:: Data

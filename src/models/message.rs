use chrono::{DateTime, Utc};
use serde::{Deserialize, Serialize};

use super::Record;
use crate::geo::{BroadCoordinate, Coordinate};

/// 已存储的消息
///
/// `broad_coordinate` 在创建时由精确坐标粗化得到并冗余保存，查询只比较它，
/// 不会再从 `precise_coordinate` 重新推导。消息创建后不可修改。
#[derive(Debug, Clone, PartialEq, Serialize, Deserialize)]
#[serde(rename_all = "camelCase")]
pub struct Message {
    pub msg_id: String,
    pub user_id: String,
    pub content: String,
    pub precise_coordinate: Coordinate,
    pub broad_coordinate: BroadCoordinate,
    /// 客户端提供的发送时间，不是服务器时间
    pub created_at: DateTime<Utc>,
}

impl Record for Message {
    const KIND: &'static str = "message";

    fn id(&self) -> &str {
        &self.msg_id
    }
}

/// 创建消息的输入，坐标尚未校验
#[derive(Debug, Clone)]
pub struct NewMessage {
    pub msg_id: String,
    pub user_id: String,
    pub content: String,
    pub latitude: f64,
    pub longitude: f64,
    /// 客户端自行计算的粗坐标（可选），必须与服务端结果一致
    pub claimed_broad: Option<(f64, f64)>,
    pub created_at: DateTime<Utc>,
}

::::

Repeat all entries. Match them exactly.

filename src/models/message.rs
use chrono::{DateTime, Utc};
use serde::{Deserialize, Serialize};

use super::Record;
use crate::geo::{BroadCoordinate, Coordinate};

/// 已存储的消息
///
/// `broad_coordinate` 在创建时由精确坐标粗化得到并冗余保存，查询只比较它，
/// 不会再从 `precise_coordinate` 重新推导。消息创建后不可修改。
#[derive(Debug, Clone, PartialEq, Serialize, Deserialize)]
#[serde(rename_all = "camelCase")]
pub struct Message {
    pub msg_id: String,
    pub user_id: String,
    pub content: String,
    pub precise_coordinate: Coordinate,
    pub broad_coordinate: BroadCoordinate,
    /// 客户端提供的发送时间，不是服务器时间
    pub created_at: DateTime<Utc>,
}

impl Record for Message {
    const KIND: &'static str = "message";

    fn id(&self) -> &str {
        &self.msg_id
    }
}

/// 创建消息的输入，坐标尚未校验
#[derive(Debug, Clone)]
pub struct NewMessage {
    pub msg_id: String,
    pub user_id: String,
    pub content: String,
    pub latitude: f64,
    pub longitude: f64,
    /// 客户端自行计算的粗坐标（可选），必须与服务端结果一致
    pub claimed_broad: Option<(f64, f64)>,
    pub created_at: DateTime<Utc>,
}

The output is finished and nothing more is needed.